Do try this for yourself. Here’s the printable recipe to make things easier!
Vegetarian Sausage Pasta
- 2 Vegetarian Sausages of your choice
- 1 Medium Onion
- 2 cloves Garlic Crushed and finely chopped
- 3 Medium Ripe Tomatoes Skins removed. Or substitute a tin of tomatoes and omit the puree
- 1 tbsp Tomato Puree
- 100 ml Red Wine
- 1 tbsp Olive Oil
- 1/2 tsp Chilli Flakes
- 1/2 tsp Smoked Paprika
- 20 g Parmesan
- 1 tbsp Fresh Parsley
- 120 g Dried Pasta of your choice Penne or Fusilli work well
- Heat the oil in a deep frying pan.
- Brown the sausages on all sides and cook for about 10 minutes from frozen or 6 if they are not frozen, remove from the pan and put to one side
- Chop the onion finely and sweat in the pan that you've just cooked the sausages in over a medium heat
- After 5 minutes, add the garlic and spices and continue to cook for a minute, stirring constantly
- Add the tomato puree and cook for a further minute, continuing to stir
- Add the chopped fresh tomatoes (or canned tomatoes), together with the red wine
- At this stage, put your pasta on to cook, following the packet instructions
- Stir the tomato sauce, taste and season with salt and pepper and continue to cook for about a further 10 minutes over medium heat until it has reduced down a bit.
- Once the pasta is cooked, drain it, cover the pan and put to one side
- Cut the sausages into chunks, about 1 cm thick and stir through the sauce, reheating the whole mixture for a minute or so.
- Check the seasoning and add more salt and pepper if required. Stir through the fresh parsley.

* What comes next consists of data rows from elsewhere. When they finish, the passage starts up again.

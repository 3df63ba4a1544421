//! Expansion of day fields and time fields.

use std::collections::BTreeSet;

use openhours_core::constants::{DAYS_PER_WEEK, LIST_SEPARATOR, RANGE_SEPARATOR};

use super::error::{Diagnostics, ParseError, ParseErrorKind, ParseResult};
use super::values::{decode_time_of_day, decode_weekday};
use crate::model::{TimeOfDay, Weekday};

/// A decoded `TIME-TIME` pair.
///
/// No ordering is implied: `to` may precede `from` for ranges running past
/// midnight.
#[derive(Debug, Clone, Copy, PartialEq, Eq)]
pub struct TimeRange {
    pub from: TimeOfDay,
    pub to: TimeOfDay,
}

/// ## Summary
/// Expands a comma-separated day field into the set of weekdays it covers,
/// sorted from Sunday to Saturday without duplicates.
///
/// Each item is a single day (`mo`) or a range (`mo-fr`). A range whose end
/// comes before its start wraps across the end of the week, so `fr-mo`
/// covers Friday through Monday. Items that do not decode are recorded in
/// `diagnostics` and skipped.
pub fn expand_days(token: &str, diagnostics: &mut Diagnostics) -> Vec<Weekday> {
    let mut days = BTreeSet::new();
    for item in token.split(LIST_SEPARATOR) {
        match expand_day_item(item) {
            Ok(covered) => days.extend(covered),
            Err(error) => diagnostics.record(error),
        }
    }
    days.into_iter().collect()
}

fn expand_day_item(item: &str) -> ParseResult<Vec<Weekday>> {
    match item.len() {
        2 => decode_weekday(item)
            .map(|day| vec![day])
            .ok_or_else(|| ParseError::new(ParseErrorKind::UnknownWeekday, item)),
        5 => {
            let (from, to) = item
                .split_once(RANGE_SEPARATOR)
                .ok_or_else(|| ParseError::new(ParseErrorKind::MalformedDayItem, item))?;
            let unknown = || ParseError::new(ParseErrorKind::UnknownWeekday, item);
            let from = decode_weekday(from).ok_or_else(unknown)?;
            let to = decode_weekday(to).ok_or_else(unknown)?;

            let mut end = to.index();
            if end < from.index() {
                end += DAYS_PER_WEEK;
            }
            Ok((from.index()..=end).map(Weekday::from_index).collect())
        }
        _ => Err(ParseError::new(ParseErrorKind::MalformedDayItem, item)),
    }
}

/// ## Summary
/// Expands a single `TIME-TIME` range.
///
/// Both ends are decoded independently. An end that fails to decode is
/// recorded in `diagnostics` and treated as `00:00`.
///
/// ## Errors
/// Returns [`ParseErrorKind::MalformedTimeRange`] when the token does not
/// consist of exactly two times separated by `-`.
pub fn expand_time_range(token: &str, diagnostics: &mut Diagnostics) -> ParseResult<TimeRange> {
    let mut ends = token.split(RANGE_SEPARATOR);
    let (Some(from), Some(to), None) = (ends.next(), ends.next(), ends.next()) else {
        return Err(ParseError::new(ParseErrorKind::MalformedTimeRange, token));
    };

    Ok(TimeRange {
        from: decode_or_midnight(from, diagnostics),
        to: decode_or_midnight(to, diagnostics),
    })
}

/// Expands a comma-separated time field. Ranges that are not `TIME-TIME`
/// are recorded in `diagnostics` and skipped.
pub fn expand_time_field(field: &str, diagnostics: &mut Diagnostics) -> Vec<TimeRange> {
    field
        .split(LIST_SEPARATOR)
        .filter_map(|token| {
            expand_time_range(token, diagnostics)
                .map_err(|error| diagnostics.record(error))
                .ok()
        })
        .collect()
}

fn decode_or_midnight(token: &str, diagnostics: &mut Diagnostics) -> TimeOfDay {
    decode_time_of_day(token).unwrap_or_else(|error| {
        diagnostics.record(error);
        TimeOfDay::MIDNIGHT
    })
}
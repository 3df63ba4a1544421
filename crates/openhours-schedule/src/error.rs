use thiserror::Error;

/// Schedule construction and timezone resolution errors.
///
/// Grammar problems are never reported here; they are collected as
/// [`crate::grammar::Diagnostics`] while building.
#[derive(Error, Debug)]
pub enum ScheduleError {
    #[error("Unknown timezone: {0}")]
    UnknownTimezone(String),

    #[error(transparent)]
    CoreError(#[from] openhours_core::error::CoreError),
}

pub type ScheduleResult<T> = std::result::Result<T, ScheduleError>;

- Stir the sauce into the pasta, then divide the mixture into shallow bowls
- Top with finely grated parmesan or vegetarian cheese
Despite being based on one sausage per person, this makes a substantial meal. You could easily add an extra sausage per person though. The tomato sauce, with or without the sausages can be frozen for a couple of months and the mixture will keep in the fridge for two or three days. Of course, you can make the dish with meat sausages too, just make sure you cook the sausages through properly.